Renato da Silveira (2006) escreve que a política colonial portuguesa variava sazonalmente entre a tirania e a moderação. Quando a pressão exercida pela tirania dos escravistas sobre as pessoas escravizadas estava prestes a explodir em revoltas populares, havia uma tendência de as instituições portuguesas negociarem e abrandarem o tratamento oferecido aos escravizados. Assim, a partir do início do século XVIII, em um cenário em que a violência ao escravizado se tornava uma prática muito intensa e começam a surgir revoltas de negros escravizados, além de grandes quilombos que ameaçavam a segurança do branco escravocrata e do projeto colonialista, é que ocorre a intervenção da Igreja Católica.
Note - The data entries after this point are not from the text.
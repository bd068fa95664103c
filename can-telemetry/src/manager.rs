//! Bus lifecycle façade
//!
//! [`BusManager`] composes one [`ListenerRegistry`] with whichever frame
//! source its [`BusMode`] selects: a live/virtual [`BusConnection`], or a
//! [`FrameScheduler`] replaying recorded frames (optionally on top of a
//! virtual connection). The mode is fixed at construction.

use crate::connection::{BusConnection, RECEIVE_TIMEOUT};
use crate::listener::{ListenerHandle, ListenerRegistry};
use crate::scheduler::FrameScheduler;
use crate::transport::TransportConfig;
use crate::types::{Frame, LifecycleState, Result, TelemetryError};
use std::sync::Arc;
use std::time::Duration;

/// Frame source selected at construction
#[derive(Debug, Clone)]
pub enum BusMode {
    /// Read frames from a transport
    Live(TransportConfig),
    /// Replay `frames` at their timestamps; when `transport` is given, the
    /// connection is opened as well and its traffic is delivered alongside
    Simulation {
        frames: Vec<Frame>,
        transport: Option<TransportConfig>,
    },
}

pub struct BusManager {
    mode: BusMode,
    registry: Arc<ListenerRegistry>,
    receive_timeout: Duration,
    state: LifecycleState,
    connection: Option<BusConnection>,
    scheduler: Option<FrameScheduler>,
}

impl BusManager {
    pub fn new(mode: BusMode) -> Self {
        Self::with_registry(mode, Arc::new(ListenerRegistry::new()))
    }

    /// Manager fanning out through an existing registry
    pub fn with_registry(mode: BusMode, registry: Arc<ListenerRegistry>) -> Self {
        Self {
            mode,
            registry,
            receive_timeout: RECEIVE_TIMEOUT,
            state: LifecycleState::Disconnected,
            connection: None,
            scheduler: None,
        }
    }

    /// Manager reading from a live or virtual transport
    pub fn live(config: TransportConfig) -> Self {
        Self::new(BusMode::Live(config))
    }

    /// Manager replaying `frames` without any transport
    pub fn simulation(frames: Vec<Frame>) -> Self {
        Self::new(BusMode::Simulation {
            frames,
            transport: None,
        })
    }

    /// Manager replaying `frames` on top of a started transport
    pub fn simulation_on(frames: Vec<Frame>, transport: TransportConfig) -> Self {
        Self::new(BusMode::Simulation {
            frames,
            transport: Some(transport),
        })
    }

    /// Builder method: receive timeout used by the reader loop
    pub fn with_receive_timeout(mut self, timeout: Duration) -> Self {
        self.receive_timeout = timeout;
        self
    }

    pub fn mode(&self) -> &BusMode {
        &self.mode
    }

    /// Shared registry; frames from every source are fanned out through it
    pub fn registry(&self) -> &Arc<ListenerRegistry> {
        &self.registry
    }

    /// Register a listener (before or after `start()`)
    pub fn add_listener(&self, listener: ListenerHandle) {
        self.registry.add(listener);
    }

    pub fn remove_listener(&self, listener: &ListenerHandle) -> bool {
        self.registry.remove(listener)
    }

    /// Open the transport and/or begin replay, depending on the mode
    ///
    /// A transport that fails to open is reported as
    /// [`TelemetryError::TransportInit`]; no other transport is substituted.
    pub fn start(&mut self) -> Result<()> {
        match self.state {
            LifecycleState::Connected => {
                return Err(TelemetryError::InvalidState(
                    "bus manager already started".to_string(),
                ))
            }
            LifecycleState::Closed => {
                return Err(TelemetryError::InvalidState(
                    "bus manager is closed; create a new one to restart".to_string(),
                ))
            }
            LifecycleState::Disconnected => {}
        }

        match &self.mode {
            BusMode::Live(config) => {
                log::info!("Bus manager starting in live mode on {}", config.kind);
                self.connection = Some(self.open_connection(config)?);
            }
            BusMode::Simulation { frames, transport } => {
                log::info!(
                    "Bus manager starting simulation of {} frame(s)",
                    frames.len()
                );
                let connection = match transport {
                    Some(config) => Some(self.open_connection(config)?),
                    None => None,
                };
                let scheduler = FrameScheduler::new(Arc::clone(&self.registry));
                scheduler.simulate(frames.clone())?;
                self.connection = connection;
                self.scheduler = Some(scheduler);
            }
        }

        self.state = LifecycleState::Connected;
        Ok(())
    }

    fn open_connection(&self, config: &TransportConfig) -> Result<BusConnection> {
        let mut connection = BusConnection::new(config.clone(), Arc::clone(&self.registry))
            .with_receive_timeout(self.receive_timeout);
        connection.start()?;
        Ok(connection)
    }

    /// Schedule additional frames for replay (simulation mode only)
    pub fn simulate(&self, frames: Vec<Frame>) -> Result<usize> {
        match (&self.scheduler, self.state) {
            (Some(scheduler), LifecycleState::Connected) => scheduler.simulate(frames),
            _ => Err(TelemetryError::InvalidState(
                "bus manager is not running in simulation mode".to_string(),
            )),
        }
    }

    /// Tear down whichever sources are active
    ///
    /// Pending replayed frames are discarded first; a delivery already in
    /// flight may still complete. Safe to call repeatedly or before `start()`.
    pub fn stop(&mut self) {
        if self.state != LifecycleState::Connected {
            return;
        }
        if let Some(scheduler) = &self.scheduler {
            scheduler.stop();
        }
        if let Some(connection) = self.connection.as_mut() {
            connection.stop();
        }
        self.state = LifecycleState::Closed;
        log::info!("Bus manager stopped");
    }

    pub fn state(&self) -> LifecycleState {
        self.state
    }

    /// True while started and every active source is still producing
    pub fn is_running(&self) -> bool {
        if self.state != LifecycleState::Connected {
            return false;
        }
        let connection_ok = self.connection.as_ref().map_or(true, |c| c.is_running());
        let scheduler_ok = self.scheduler.as_ref().map_or(true, |s| !s.is_stopped());
        connection_ok && scheduler_ok
    }

    /// Status check: reports a transport lost since `start()`
    pub fn check(&self) -> Result<()> {
        match &self.connection {
            Some(connection) => connection.check(),
            None => Ok(()),
        }
    }

    /// Replayed frames still waiting for their deadline
    pub fn pending_replay(&self) -> usize {
        self.scheduler.as_ref().map_or(0, |s| s.pending())
    }
}

impl Drop for BusManager {
    fn drop(&mut self) {
        self.stop();
    }
}

#[cfg(test)]
mod tests {
    use super::*;
    use crate::transport::{CanTransport, VirtualTransport};
    use crate::types::now_seconds;
    use parking_lot::Mutex;
    use std::thread;
    use std::time::Instant;

    const FAST: Duration = Duration::from_millis(50);

    fn recorder() -> (ListenerHandle, Arc<Mutex<Vec<u32>>>) {
        let seen = Arc::new(Mutex::new(Vec::new()));
        let sink = Arc::clone(&seen);
        let handle = ListenerHandle::from_fn(move |frame: &Frame| {
            sink.lock().push(frame.arbitration_id);
        });
        (handle, seen)
    }

    fn wait_for(seen: &Mutex<Vec<u32>>, count: usize) {
        let start = Instant::now();
        while seen.lock().len() < count && start.elapsed() < Duration::from_secs(3) {
            thread::sleep(Duration::from_millis(5));
        }
    }

    #[test]
    fn test_stop_before_start_and_twice() {
        let mut manager = BusManager::live(TransportConfig::virtual_channel("mgr-stop"));
        manager.stop();
        assert_eq!(manager.state(), LifecycleState::Disconnected);

        let mut manager = manager.with_receive_timeout(FAST);
        manager.start().unwrap();
        manager.stop();
        manager.stop();
        assert_eq!(manager.state(), LifecycleState::Closed);
        assert!(!manager.is_running());
    }

    #[test]
    fn test_live_mode_delivers_to_listeners_added_after_start() {
        let mut manager =
            BusManager::live(TransportConfig::virtual_channel("mgr-live")).with_receive_timeout(FAST);
        manager.start().unwrap();
        let (handle, seen) = recorder();
        manager.add_listener(handle);

        let mut peer = VirtualTransport::new("mgr-live");
        peer.connect().unwrap();
        peer.send(&Frame::new(0x7E8, &[0x02, 0x41, 0x0C])).unwrap();

        wait_for(&seen, 1);
        assert_eq!(*seen.lock(), vec![0x7E8]);
        assert!(manager.is_running());
        manager.stop();
    }

    #[test]
    fn test_pure_simulation_replays_frames() {
        let now = now_seconds();
        let frames = vec![
            Frame::new(0x2, &[]).with_timestamp(now + 0.15),
            Frame::new(0x1, &[]).with_timestamp(now + 0.05),
        ];
        let mut manager = BusManager::simulation(frames);
        let (handle, seen) = recorder();
        manager.add_listener(handle);

        manager.start().unwrap();
        wait_for(&seen, 2);
        assert_eq!(*seen.lock(), vec![0x1, 0x2]);

        manager.simulate(vec![Frame::new(0x3, &[])]).unwrap();
        wait_for(&seen, 3);
        assert_eq!(seen.lock().len(), 3);
        manager.stop();
    }

    #[test]
    fn test_simulation_on_virtual_transport_merges_sources() {
        let now = now_seconds();
        let mut manager = BusManager::simulation_on(
            vec![Frame::new(0x10, &[]).with_timestamp(now + 0.05)],
            TransportConfig::virtual_channel("mgr-sim-virtual"),
        )
        .with_receive_timeout(FAST);
        let (handle, seen) = recorder();
        manager.add_listener(handle);
        manager.start().unwrap();

        let mut peer = VirtualTransport::new("mgr-sim-virtual");
        peer.connect().unwrap();
        peer.send(&Frame::new(0x20, &[])).unwrap();

        wait_for(&seen, 2);
        let mut ids = seen.lock().clone();
        ids.sort_unstable();
        assert_eq!(ids, vec![0x10, 0x20]);
        manager.stop();
    }

    #[test]
    fn test_stop_prevents_later_replay() {
        let now = now_seconds();
        let mut manager =
            BusManager::simulation(vec![Frame::new(0x99, &[]).with_timestamp(now + 0.3)]);
        let (handle, seen) = recorder();
        manager.add_listener(handle);
        manager.start().unwrap();
        assert_eq!(manager.pending_replay(), 1);

        manager.stop();
        thread::sleep(Duration::from_millis(500));
        assert!(seen.lock().is_empty());
        assert!(manager.simulate(vec![Frame::new(0x1, &[])]).is_err());
    }

    #[test]
    fn test_failed_hardware_is_not_replaced() {
        let mut manager = BusManager::live(TransportConfig::socketcan("nosuchcan7"));
        assert!(matches!(
            manager.start(),
            Err(TelemetryError::TransportInit { .. })
        ));
        assert_eq!(manager.state(), LifecycleState::Disconnected);
        assert!(!manager.is_running());
    }

    #[test]
    fn test_unschedulable_replay_fails_start() {
        let mut manager = BusManager::simulation_on(
            vec![Frame::new(0x1, &[]).with_timestamp(1.0e19)],
            TransportConfig::virtual_channel("mgr-far-future"),
        )
        .with_receive_timeout(FAST);
        assert!(matches!(
            manager.start(),
            Err(TelemetryError::InvalidFrame(_))
        ));
        assert_eq!(manager.state(), LifecycleState::Disconnected);
        assert!(!manager.is_running());
        assert_eq!(crate::transport::virtual_bus::peer_count("mgr-far-future"), 0);
    }

    #[test]
    fn test_simulate_rejected_in_live_mode() {
        let mut manager = BusManager::live(TransportConfig::virtual_channel("mgr-live-sim"))
            .with_receive_timeout(FAST);
        manager.start().unwrap();
        assert!(matches!(
            manager.simulate(vec![]),
            Err(TelemetryError::InvalidState(_))
        ));
        manager.stop();
    }
}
A Igreja pedia aos escravocratas que, como bons cristãos, diminuíssem o uso da violência e afrouxassem um pouco as amarras da escravidão, de forma que seus escravizados participassem de irmandades cristãs, associadas a igrejas, que tinham como objetivo catequizar os africanos que aportavam, cada vez em maior número, na cidade de Salvador e amansar a rebeldia dos escravizados africanos e crioulos, ensinando-os que o "bom servo não se revolta contra seu amo", mesmo quando este é injusto.

É nesse contexto e a partir de uma maior liberdade de movimentação que surgiu a oportunidade para que negras e negros, africanos e crioulos, libertos e escravizados, se reunissem em assembleias, por meio das quais puderam formular uma tecnologia de subjetivação que permitisse reconstruir uma identidade africana e instaurar terreiros de Candomblé, territórios africanos, nações sem estado, em pleno território brasileiro, dominado pelos portugueses e seus descendentes.

Apesar de as primeiras casas de Candomblé terem surgido na Bahia no século XIX, entre as décadas de 1820 e 1880, a análise histórica demonstra que a atual cultura do Candomblé tem uma base mais distante (Silveira, 2006), descendendo da manutenção e da bricolagem dos saberes dos três grandes troncos étnicos africanos trazidos em diferentes ciclos para o Brasil, os já mencionados Bantus, Gbés e Yorubás.

Os povos Bantus, que ocupavam a África Central, na atual região de Congo, Angola e Moçambique, foram as primeiras etnias africanas trazidas em grandes quantidades para o Brasil no primeiro ciclo de tráfico atlântico de africanos escravizados. Eles começaram a chegar ao Brasil em meados do século XVI, sendo trazidos durante todo o período do tráfico atlântico de escravizados. Os Bantus compuseram a maioria de todos os africanos escravizados trazidos para o Brasil [75%] (Sleenes, 2018) e mantiveram suas identidades e práticas culturais a partir dos calundus, que são considerados protocandomblés.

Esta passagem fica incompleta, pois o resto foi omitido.